Un Spartiate, un hoplite étranger au métier de la mer, Eurybiade, commande en chef l’armée navale des Grecs. Toujours, chez les alliés, la jalousie d’Athènes ! La flotte athénienne a pour amiral Thémistocle, élevé récemment à la dignité de navarque et âgé, comme Dumouriez, de plus de cinquante ans. Quand la victoire a déployé son aile, il faut l’agilité des jeunes capitaines pour la suivre. Dans les débuts douteux, si l’esprit d’entreprise a sa place, l’expérience et la ténacité sont plus essentielles encore. L’Angleterre n’a pas eu à regretter que Nelson ne soit venu qu’après Howe et Jervis ; Tourville et Dugay-Trouin ont marché plus sûrement dans le sillon qu’avait tracé Duquesne ; les leçons de tactique de D’Orvilliers n’ont pas été inutiles à Suffren ; De Grasse eût sagement fait de ne les pas oublier.
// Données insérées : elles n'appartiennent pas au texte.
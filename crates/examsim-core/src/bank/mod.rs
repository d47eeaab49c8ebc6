//! Static question bank.
//!
//! The bank is loaded once (TOML, JSON, or the built-in sample), validated,
//! and never mutated afterwards. It also carries the module sequence that
//! makes up the full exam simulation.

mod module;
mod sample;

pub use module::{Module, Question};

use std::collections::HashSet;
use std::path::Path;

use serde::{Deserialize, Serialize};

use crate::error::BankError;

/// On-disk shape of a bank file.
#[derive(Debug, Deserialize)]
struct BankFile {
    /// Defaults to every module in file order.
    #[serde(default)]
    sequence: Option<Vec<String>>,
    modules: Vec<Module>,
}

#[derive(Debug, Clone, PartialEq, Eq, Serialize)]
pub struct QuestionBank {
    modules: Vec<Module>,
    sequence: Vec<String>,
}

impl QuestionBank {
    /// Build and validate a bank.
    ///
    /// # Errors
    ///
    /// Returns `BankError` if there are no modules, a module id repeats, a
    /// module fails [`Module::validate`], or the sequence is empty, repeats
    /// an id, or names a module that does not exist.
    pub fn new(modules: Vec<Module>, sequence: Vec<String>) -> Result<Self, BankError> {
        if modules.is_empty() {
            return Err(BankError::Empty);
        }
        let mut seen = HashSet::new();
        for m in &modules {
            if !seen.insert(m.id.as_str()) {
                return Err(BankError::DuplicateModule(m.id.clone()));
            }
            m.validate()?;
        }
        if sequence.is_empty() {
            return Err(BankError::EmptySequence);
        }
        let mut sequenced = HashSet::new();
        for id in &sequence {
            if !seen.contains(id.as_str()) {
                return Err(BankError::UnknownModuleId(id.clone()));
            }
            if !sequenced.insert(id.as_str()) {
                return Err(BankError::DuplicateSequenceEntry(id.clone()));
            }
        }
        Ok(Self { modules, sequence })
    }

    /// Build a bank whose sequence is every module in order.
    ///
    /// # Errors
    ///
    /// Same as [`QuestionBank::new`].
    pub fn from_modules(modules: Vec<Module>) -> Result<Self, BankError> {
        let sequence = modules.iter().map(|m| m.id.clone()).collect();
        Self::new(modules, sequence)
    }

    /// # Errors
    ///
    /// Returns `BankError::Toml` on malformed input, or any validation error.
    pub fn from_toml_str(content: &str) -> Result<Self, BankError> {
        let file: BankFile = toml::from_str(content)?;
        Self::from_file(file)
    }

    /// # Errors
    ///
    /// Returns `BankError::Json` on malformed input, or any validation error.
    pub fn from_json_str(content: &str) -> Result<Self, BankError> {
        let file: BankFile = serde_json::from_str(content)?;
        Self::from_file(file)
    }

    /// Load a bank from a `.toml` or `.json` file.
    ///
    /// # Errors
    ///
    /// Returns `BankError::Read` if the file cannot be read,
    /// `BankError::UnsupportedFormat` for any other extension, or a
    /// parse/validation error.
    pub fn load(path: &Path) -> Result<Self, BankError> {
        let content = std::fs::read_to_string(path).map_err(|source| BankError::Read {
            path: path.to_path_buf(),
            source,
        })?;
        let bank = match path.extension().and_then(|e| e.to_str()) {
            Some("toml") => Self::from_toml_str(&content)?,
            Some("json") => Self::from_json_str(&content)?,
            _ => {
                return Err(BankError::UnsupportedFormat {
                    path: path.to_path_buf(),
                })
            }
        };
        tracing::debug!(
            path = %path.display(),
            modules = bank.modules.len(),
            "loaded question bank"
        );
        Ok(bank)
    }

    /// The built-in three-module bank.
    pub fn sample() -> Self {
        sample::sample_bank()
    }

    fn from_file(file: BankFile) -> Result<Self, BankError> {
        match file.sequence {
            Some(sequence) => Self::new(file.modules, sequence),
            None => Self::from_modules(file.modules),
        }
    }

    // ── Queries ──────────────────────────────────────────────────────

    pub fn modules(&self) -> &[Module] {
        &self.modules
    }

    pub fn module(&self, id: &str) -> Option<&Module> {
        self.modules.iter().find(|m| m.id == id)
    }

    /// # Errors
    ///
    /// Returns `BankError::UnknownModuleId` if no module has this id.
    pub fn require(&self, id: &str) -> Result<&Module, BankError> {
        self.module(id)
            .ok_or_else(|| BankError::UnknownModuleId(id.to_string()))
    }

    pub fn sequence(&self) -> &[String] {
        &self.sequence
    }

    /// The modules of the sequence, in sequence order.
    pub fn sequence_modules(&self) -> impl Iterator<Item = &Module> + '_ {
        self.sequence.iter().filter_map(|id| self.module(id))
    }

    /// The module that follows `id` in the sequence.
    pub fn next_in_sequence(&self, id: &str) -> Option<&Module> {
        let pos = self.sequence.iter().position(|s| s == id)?;
        self.sequence.get(pos + 1).and_then(|next| self.module(next))
    }

    pub fn sequence_position(&self, id: &str) -> Option<usize> {
        self.sequence.iter().position(|s| s == id)
    }

    /// Questions across the whole sequence.
    pub fn sequence_question_count(&self) -> u32 {
        self.sequence_modules().map(Module::question_count).sum()
    }
}
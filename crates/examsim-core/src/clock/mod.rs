mod countdown;

pub use countdown::{Clock, ClockEvent, TimerHandle, TimerKind};
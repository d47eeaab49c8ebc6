//! Core error types for examsim-core.
//!
//! Every error here is local and recoverable: the component that returns it
//! leaves its state exactly as it was before the rejected call.

use std::path::PathBuf;
use thiserror::Error;

/// Core error type for examsim-core.
#[derive(Error, Debug)]
pub enum CoreError {
    /// Session engine rejected an intent
    #[error("Session error: {0}")]
    Session(#[from] SessionError),

    /// Question bank failed to load or validate
    #[error("Question bank error: {0}")]
    Bank(#[from] BankError),

    /// Grading could not be computed
    #[error("Grading error: {0}")]
    Grade(#[from] GradeError),

    /// Simulator-level rejection
    #[error("Quiz error: {0}")]
    Quiz(#[from] QuizError),

    /// Configuration-related errors
    #[error("Configuration error: {0}")]
    Config(#[from] ConfigError),

    /// IO errors
    #[error("IO error: {0}")]
    Io(#[from] std::io::Error),

    /// Serialization/deserialization errors
    #[error("JSON error: {0}")]
    Json(#[from] serde_json::Error),
}

/// Errors emitted by the session engine.
#[derive(Error, Debug, Clone, PartialEq, Eq)]
pub enum SessionError {
    /// Intent issued in a state that forbids it
    #[error("cannot {action} while {state}")]
    InvalidTransition {
        action: &'static str,
        state: &'static str,
    },

    /// Navigation to a question index that does not exist
    #[error("question index {index} out of range (module has {len} questions)")]
    IndexOutOfRange { index: usize, len: usize },

    /// Module without questions
    #[error("module '{0}' has no questions")]
    DegenerateModule(String),
}

/// Errors emitted while loading or validating a question bank.
#[derive(Error, Debug)]
pub enum BankError {
    #[error("unknown module id: {0}")]
    UnknownModuleId(String),

    #[error("module '{0}' has no questions")]
    DegenerateModule(String),

    #[error("duplicate module id: {0}")]
    DuplicateModule(String),

    #[error("invalid question {index} in module '{module}': {message}")]
    InvalidQuestion {
        module: String,
        index: usize,
        message: String,
    },

    #[error("question bank has no modules")]
    Empty,

    #[error("module sequence is empty")]
    EmptySequence,

    #[error("module '{0}' appears more than once in the sequence")]
    DuplicateSequenceEntry(String),

    #[error("unsupported bank format for {path}")]
    UnsupportedFormat { path: PathBuf },

    #[error("failed to read bank at {path}: {source}")]
    Read {
        path: PathBuf,
        #[source]
        source: std::io::Error,
    },

    #[error("failed to parse TOML bank: {0}")]
    Toml(#[from] toml::de::Error),

    #[error("failed to parse JSON bank: {0}")]
    Json(#[from] serde_json::Error),
}

/// Errors emitted by the grader.
#[derive(Error, Debug, Clone, PartialEq, Eq)]
pub enum GradeError {
    /// Percentage requested over zero questions
    #[error("cannot grade over zero questions")]
    DegenerateModule,
}

/// Errors emitted by the quiz simulator when dispatching intents.
#[derive(Error, Debug)]
pub enum QuizError {
    #[error(transparent)]
    Session(#[from] SessionError),

    #[error(transparent)]
    Bank(#[from] BankError),

    #[error(transparent)]
    Grade(#[from] GradeError),

    #[error("module sequence is not complete yet")]
    SequenceIncomplete,

    #[error("no module attempt is active")]
    NoActiveModule,

    #[error("cannot {action} from the {screen} screen")]
    WrongScreen {
        action: &'static str,
        screen: &'static str,
    },
}

/// Configuration-specific errors.
#[derive(Error, Debug)]
pub enum ConfigError {
    /// Failed to load configuration
    #[error("Failed to load configuration from {path}: {message}")]
    LoadFailed { path: PathBuf, message: String },

    /// Failed to save configuration
    #[error("Failed to save configuration to {path}: {message}")]
    SaveFailed { path: PathBuf, message: String },

    /// Invalid configuration value
    #[error("Invalid configuration value for '{key}': {message}")]
    InvalidValue { key: String, message: String },

    /// Unknown configuration key
    #[error("Unknown configuration key: {0}")]
    UnknownKey(String),

    /// Config directory could not be resolved or created
    #[error("Configuration directory unavailable: {0}")]
    DataDir(String),
}

/// Result type alias for CoreError
pub type Result<T, E = CoreError> = std::result::Result<T, E>;
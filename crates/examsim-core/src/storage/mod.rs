mod config;

pub use config::{BankConfig, Config, TimingConfig};

use std::path::PathBuf;

use crate::error::ConfigError;

/// Returns `~/.config/examsim[-dev]/` based on EXAMSIM_ENV.
///
/// Set EXAMSIM_ENV=dev to use the development config directory.
///
/// # Errors
/// Returns an error if creating the config directory fails.
pub fn data_dir() -> Result<PathBuf, ConfigError> {
    let base_dir = dirs::home_dir()
        .unwrap_or_else(|| PathBuf::from("."))
        .join(".config");

    let env = std::env::var("EXAMSIM_ENV").unwrap_or_else(|_| "production".to_string());

    let dir = if env == "dev" {
        base_dir.join("examsim-dev")
    } else {
        base_dir.join("examsim")
    };

    std::fs::create_dir_all(&dir)
        .map_err(|e| ConfigError::DataDir(format!("{}: {e}", dir.display())))?;
    Ok(dir)
}
use std::path::PathBuf;

use clap::Subcommand;
use examsim_core::QuestionBank;

#[derive(Subcommand)]
pub enum BankAction {
    /// Check that a bank file loads and passes validation
    Validate {
        /// TOML or JSON bank file
        path: PathBuf,
    },
    /// Print the built-in sample bank as JSON
    Sample,
}

pub fn run(action: BankAction) -> Result<(), Box<dyn std::error::Error>> {
    match action {
        BankAction::Validate { path } => {
            let bank = QuestionBank::load(&path)?;
            println!(
                "ok: {} modules, {} questions in sequence",
                bank.modules().len(),
                bank.sequence_question_count()
            );
        }
        BankAction::Sample => {
            println!("{}", serde_json::to_string_pretty(&QuestionBank::sample())?);
        }
    }
    Ok(())
}
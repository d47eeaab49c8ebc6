//! The full exam simulation: screens, intents, and the module sequence.
//!
//! [`QuizSimulator`] owns one session engine and one aggregator. The
//! presentation layer forwards every user action as an [`Intent`] and renders
//! from the returned events and from [`QuizSimulator::snapshot`].

use chrono::Utc;
use serde::{Deserialize, Serialize};

use crate::aggregate::{AggregateReport, Aggregator, FinalView, ModuleResult};
use crate::bank::QuestionBank;
use crate::error::{QuizError, SessionError};
use crate::events::Event;
use crate::grading::{self, Grade};
use crate::session::{SessionEngine, SessionPhase, SessionSnapshot, SessionStats, Timing};

#[derive(Debug, Clone, Copy, PartialEq, Eq, Serialize, Deserialize)]
#[serde(rename_all = "lowercase")]
pub enum Screen {
    Home,
    Quiz,
    Results,
    Certificate,
}

impl Screen {
    pub fn as_str(self) -> &'static str {
        match self {
            Screen::Home => "home",
            Screen::Quiz => "quiz",
            Screen::Results => "results",
            Screen::Certificate => "certificate",
        }
    }
}

/// User actions forwarded by the presentation layer, plus clock ticks.
#[derive(Debug, Clone, PartialEq, Eq, Serialize, Deserialize)]
#[serde(tag = "intent", rename_all = "snake_case")]
pub enum Intent {
    StartModule { module_id: String },
    SelectOption { option: String },
    JumpToQuestion { index: usize },
    SkipFeedback,
    ReturnHome,
    GoToNextModule,
    ViewCertificate,
    /// Clear every recorded result to re-run the whole sequence.
    ResetProgress,
    Tick {
        #[serde(default = "default_ticks")]
        ticks: u32,
    },
}

fn default_ticks() -> u32 {
    1
}

/// What the results screen shows for the module just finished.
#[derive(Debug, Clone, PartialEq, Eq, Serialize)]
pub struct ResultsView {
    pub module_id: String,
    pub title: String,
    pub result: ModuleResult,
    pub grade: Grade,
    pub has_next_module: bool,
    pub can_view_certificate: bool,
}

#[derive(Debug, Clone, PartialEq, Eq, Serialize)]
pub struct SimulatorSnapshot {
    pub screen: Screen,
    pub session: SessionSnapshot,
    pub completed_module_ids: Vec<String>,
    pub is_sequence_complete: bool,
}

#[derive(Debug, Clone)]
pub struct QuizSimulator {
    bank: QuestionBank,
    engine: SessionEngine,
    aggregator: Aggregator,
    screen: Screen,
}

impl QuizSimulator {
    pub fn new(bank: QuestionBank) -> Self {
        Self::with_timing(bank, Timing::default())
    }

    pub fn with_timing(bank: QuestionBank, timing: Timing) -> Self {
        Self {
            bank,
            engine: SessionEngine::new(timing),
            aggregator: Aggregator::new(),
            screen: Screen::Home,
        }
    }

    // ── Queries ──────────────────────────────────────────────────────

    pub fn screen(&self) -> Screen {
        self.screen
    }

    pub fn bank(&self) -> &QuestionBank {
        &self.bank
    }

    pub fn engine(&self) -> &SessionEngine {
        &self.engine
    }

    pub fn aggregator(&self) -> &Aggregator {
        &self.aggregator
    }

    pub fn is_sequence_complete(&self) -> bool {
        self.aggregator.is_sequence_complete(self.bank.sequence())
    }

    pub fn snapshot(&self) -> SimulatorSnapshot {
        SimulatorSnapshot {
            screen: self.screen,
            session: self.engine.snapshot(),
            completed_module_ids: self
                .aggregator
                .completed_module_ids()
                .map(str::to_string)
                .collect(),
            is_sequence_complete: self.is_sequence_complete(),
        }
    }

    /// The results screen for the last finished module.
    pub fn results_view(&self) -> Option<ResultsView> {
        if self.screen != Screen::Results || self.engine.phase() != SessionPhase::Finished {
            return None;
        }
        let module = self.engine.module()?;
        let result = *self.aggregator.result(&module.id)?;
        let grade = result.grade().ok()?;
        let has_next_module = self.bank.next_in_sequence(&module.id).is_some();
        Some(ResultsView {
            module_id: module.id.clone(),
            title: module.title.clone(),
            result,
            grade,
            has_next_module,
            can_view_certificate: !has_next_module && self.is_sequence_complete(),
        })
    }

    /// The aggregate over the configured sequence.
    ///
    /// # Errors
    ///
    /// Returns `QuizError::Grade` if the sequence holds no questions.
    pub fn final_report(&self) -> Result<AggregateReport, QuizError> {
        Ok(self.aggregator.compute_aggregate(self.bank.sequence_modules())?)
    }

    /// # Errors
    ///
    /// Returns `QuizError::SequenceIncomplete` until every module is done.
    pub fn final_view(&self) -> Result<FinalView, QuizError> {
        self.final_report()?
            .final_view()
            .ok_or(QuizError::SequenceIncomplete)
    }

    // ── Commands ─────────────────────────────────────────────────────

    /// Apply one intent. On error nothing has changed.
    ///
    /// # Errors
    ///
    /// Returns `QuizError` when the intent does not apply to the current
    /// screen or session state.
    pub fn dispatch(&mut self, intent: Intent) -> Result<Vec<Event>, QuizError> {
        let result = self.apply(intent);
        if let Err(e) = &result {
            tracing::warn!(error = %e, screen = self.screen.as_str(), "intent rejected");
        }
        result
    }

    fn apply(&mut self, intent: Intent) -> Result<Vec<Event>, QuizError> {
        match intent {
            Intent::StartModule { module_id } => self.start_module(&module_id),
            Intent::SelectOption { option } => {
                self.require_screen(Screen::Quiz, "select an option")?;
                Ok(vec![self.engine.select_option(&option)?])
            }
            Intent::JumpToQuestion { index } => {
                self.require_screen(Screen::Quiz, "jump to a question")?;
                Ok(vec![self.engine.jump_to(index)?])
            }
            Intent::SkipFeedback => {
                self.require_screen(Screen::Quiz, "skip feedback")?;
                let event = self.engine.advance()?;
                let mut events = vec![event];
                self.collect_result(&mut events);
                Ok(events)
            }
            Intent::ReturnHome => Ok(self.return_home()),
            Intent::GoToNextModule => self.go_to_next_module(),
            Intent::ViewCertificate => self.view_certificate(),
            Intent::ResetProgress => Ok(self.reset_progress()),
            Intent::Tick { ticks } => Ok(self.tick(ticks)),
        }
    }

    /// Advance the clock `ticks` times.
    pub fn tick(&mut self, ticks: u32) -> Vec<Event> {
        let mut events = Vec::new();
        for _ in 0..ticks {
            if self.screen != Screen::Quiz {
                break;
            }
            events.extend(self.engine.tick());
            self.collect_result(&mut events);
        }
        events
    }

    fn start_module(&mut self, module_id: &str) -> Result<Vec<Event>, QuizError> {
        let module = self.bank.require(module_id)?.clone();
        if module.is_empty() {
            return Err(SessionError::DegenerateModule(module.id).into());
        }
        let mut events = Vec::new();
        if self.engine.phase().is_in_attempt() {
            events.push(self.engine.abandon()?);
        }
        events.push(self.engine.start(module)?);
        events.push(self.set_screen(Screen::Quiz));
        Ok(events)
    }

    fn return_home(&mut self) -> Vec<Event> {
        let mut events = Vec::new();
        if self.engine.phase().is_in_attempt() {
            if let Ok(event) = self.engine.abandon() {
                events.push(event);
            }
        }
        events.push(self.set_screen(Screen::Home));
        events
    }

    fn go_to_next_module(&mut self) -> Result<Vec<Event>, QuizError> {
        self.require_screen(Screen::Results, "go to the next module")?;
        let current = self
            .engine
            .module_id()
            .ok_or(QuizError::NoActiveModule)?;
        match self.bank.next_in_sequence(current) {
            Some(next) => {
                let next_id = next.id.clone();
                self.start_module(&next_id)
            }
            None => self.view_certificate(),
        }
    }

    fn view_certificate(&mut self) -> Result<Vec<Event>, QuizError> {
        self.require_screen(Screen::Results, "view the certificate")?;
        if !self.is_sequence_complete() {
            return Err(QuizError::SequenceIncomplete);
        }
        Ok(vec![self.set_screen(Screen::Certificate)])
    }

    fn reset_progress(&mut self) -> Vec<Event> {
        let mut events = self.return_home();
        self.aggregator.reset();
        tracing::info!("progress reset");
        events.push(Event::ProgressReset { at: Utc::now() });
        events
    }

    /// Record the result once the engine reports the attempt finished.
    fn collect_result(&mut self, events: &mut Vec<Event>) {
        if self.screen != Screen::Quiz || self.engine.phase() != SessionPhase::Finished {
            return;
        }
        let (Some(module), Some(stats)) = (self.engine.module(), self.engine.result()) else {
            return;
        };
        let module_id = module.id.clone();
        let question_count = module.question_count();
        events.push(self.record(&module_id, question_count, stats));
        events.push(self.set_screen(Screen::Results));
    }

    fn record(&mut self, module_id: &str, question_count: u32, stats: SessionStats) -> Event {
        let replaced = self
            .aggregator
            .record_module_result(module_id, question_count, stats);
        let percentage = stats.percentage(question_count).unwrap_or(0);
        Event::ResultRecorded {
            module_id: module_id.to_string(),
            percentage,
            tier: grading::grade(percentage).tier,
            replaced,
            at: Utc::now(),
        }
    }

    fn require_screen(&self, screen: Screen, action: &'static str) -> Result<(), QuizError> {
        if self.screen == screen {
            Ok(())
        } else {
            Err(QuizError::WrongScreen {
                action,
                screen: self.screen.as_str(),
            })
        }
    }

    fn set_screen(&mut self, screen: Screen) -> Event {
        tracing::debug!(from = self.screen.as_str(), to = screen.as_str(), "screen changed");
        self.screen = screen;
        Event::ScreenChanged {
            screen,
            at: Utc::now(),
        }
    }
}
Les Perses ont déjà enlevé quelques trières isolées, et la côte septentrionale de l’Eubée en a reçu le nom de la reine Artémise. Les bords du Thermodon ne sont pas les seuls à nourrir des Amazones. Veuve et chargée de la tutelle de son fils, la reine d’Halicarnasse avait voulu commander elle-même les cinq vaisseaux fournis par ses états, les vaisseaux d’Halicarnasse, de Cos, de Nisyre et de Calydné. Ces cinq vaisseaux étaient les meilleurs de la flotte, si l’on en excepte les navires sidoniens. Indignés qu’une femme osât les combattre, les Grecs mirent la tête de la reine à prix ; aucun d’eux ne se montra de taille à mériter la récompense promise. Artémise était une colombe qui avait les serres d’un aigle. Les Perses, pendant que les deux flottes demeuraient en présence, eurent le loisir de compter leurs ennemis. Ils projetèrent de les envelopper et d’enlever ainsi d’un seul coup toute la marine grecque. Ce sont là les faiblesses et les illusions du nombre ; une confiance exagérée conduit souvent à l’éparpillement des forces. 200 vaisseaux vont donc passer en dehors de Skiathos ; les vigies d’Eurybiade ne les verront pas. Ce détachement fera le tour de l’Eubée et pénétrera dans l’Euripe, aussitôt qu’il aura doublé le cap Doro, — nous voulions dire la baie de Caryste. — Le gros de la flotte médique, le mouvement tournant effectué, attaquera de front.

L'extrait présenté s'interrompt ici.